- [WHAT IS NEEDED]:
Type out every entry again, character for character.
● ● ● ●
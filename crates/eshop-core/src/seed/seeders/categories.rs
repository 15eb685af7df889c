// crates/eshop-core/src/seed/seeders/categories.rs

use std::sync::Arc;

use async_trait::async_trait;
use tracing::{debug, info};

use super::{SeededEntity, Seeder};
use crate::db::{EntityKind, SeedTransaction};
use crate::error::{Result, SeedError, SeedPhase};
use crate::seed::context::SeederContext;
use crate::seed::providers::CategoryDataProvider;
use crate::seed::taxonomy::materialize;
use crate::seed::validation::CategoryValidator;

pub struct CategorySeeder {
    provider: Arc<dyn CategoryDataProvider>,
    validator: CategoryValidator,
}

impl CategorySeeder {
    pub fn new(provider: Arc<dyn CategoryDataProvider>, validator: CategoryValidator) -> Self {
        Self { provider, validator }
    }
}

#[async_trait]
impl Seeder for CategorySeeder {
    fn name(&self) -> &'static str {
        "CategorySeeder"
    }

    fn kind(&self) -> EntityKind {
        EntityKind::Categories
    }

    fn order(&self) -> i32 {
        2
    }

    async fn seed(
        &self,
        tx: &mut dyn SeedTransaction,
        context: &mut SeederContext,
    ) -> Result<Vec<SeededEntity>> {
        context.mark_populated(EntityKind::Categories);

        let roots = self.provider.category_hierarchy();
        for root in &roots {
            self.validator.validate(root).map_err(|e| match e {
                SeedError::Configuration(message) => SeedError::seeding(SeedPhase::Categories, message),
                other => other,
            })?;
        }

        let mut display_order = 0;
        let mut leaves = 0;
        let mut seeded = Vec::new();

        for root in &roots {
            let tree = materialize(tx, root, &mut display_order)
                .await
                .map_err(|e| SeedError::in_phase(SeedPhase::Categories, e))?;
            debug!(root = root.name(), rows = tree.rows.len(), leaves = tree.leaves, "Materialized category tree");

            leaves += tree.leaves;
            for row in tree.rows {
                seeded.push(SeededEntity::new(EntityKind::Categories, row.id, &row.name));
                context.add_category(row);
            }
        }

        info!(
            provider = self.provider.provider_name(),
            roots = roots.len(),
            count = seeded.len(),
            leaves,
            "Seeded categories"
        );
        Ok(seeded)
    }
}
● ● ● ●
- [RESPONSE AREA]:
filename crates/eshop-core/src/seed/seeders/categories.rs
repository 15eb685af7df889c
// crates/eshop-core/src/seed/seeders/categories.rs

use std::sync::Arc;

use async_trait::async_trait;
use tracing::{debug, info};

use super::{SeededEntity, Seeder};
use crate::db::{EntityKind, SeedTransaction};
use crate::error::{Result, SeedError, SeedPhase};
use crate::seed::context::SeederContext;
use crate::seed::providers::CategoryDataProvider;
use crate::seed::taxonomy::materialize;
use crate::seed::validation::CategoryValidator;

pub struct CategorySeeder {
    provider: Arc<dyn CategoryDataProvider>,
    validator: CategoryValidator,
}

impl CategorySeeder {
    pub fn new(provider: Arc<dyn CategoryDataProvider>, validator: CategoryValidator) -> Self {
        Self { provider, validator }
    }
}

#[async_trait]
impl Seeder for CategorySeeder {
    fn name(&self) -> &'static str {
        "CategorySeeder"
    }

    fn kind(&self) -> EntityKind {
        EntityKind::Categories
    }

    fn order(&self) -> i32 {
        2
    }

    async fn seed(
        &self,
        tx: &mut dyn SeedTransaction,
        context: &mut SeederContext,
    ) -> Result<Vec<SeededEntity>> {
        context.mark_populated(EntityKind::Categories);

        let roots = self.provider.category_hierarchy();
        for root in &roots {
            self.validator.validate(root).map_err(|e| match e {
                SeedError::Configuration(message) => SeedError::seeding(SeedPhase::Categories, message),
                other => other,
            })?;
        }

        let mut display_order = 0;
        let mut leaves = 0;
        let mut seeded = Vec::new();

        for root in &roots {
            let tree = materialize(tx, root, &mut display_order)
                .await
                .map_err(|e| SeedError::in_phase(SeedPhase::Categories, e))?;
            debug!(root = root.name(), rows = tree.rows.len(), leaves = tree.leaves, "Materialized category tree");

            leaves += tree.leaves;
            for row in tree.rows {
                seeded.push(SeededEntity::new(EntityKind::Categories, row.id, &row.name));
                context.add_category(row);
            }
        }

        info!(
            provider = self.provider.provider_name(),
            roots = roots.len(),
            count = seeded.len(),
            leaves,
            "Seeded categories"
        );
        Ok(seeded)
    }
}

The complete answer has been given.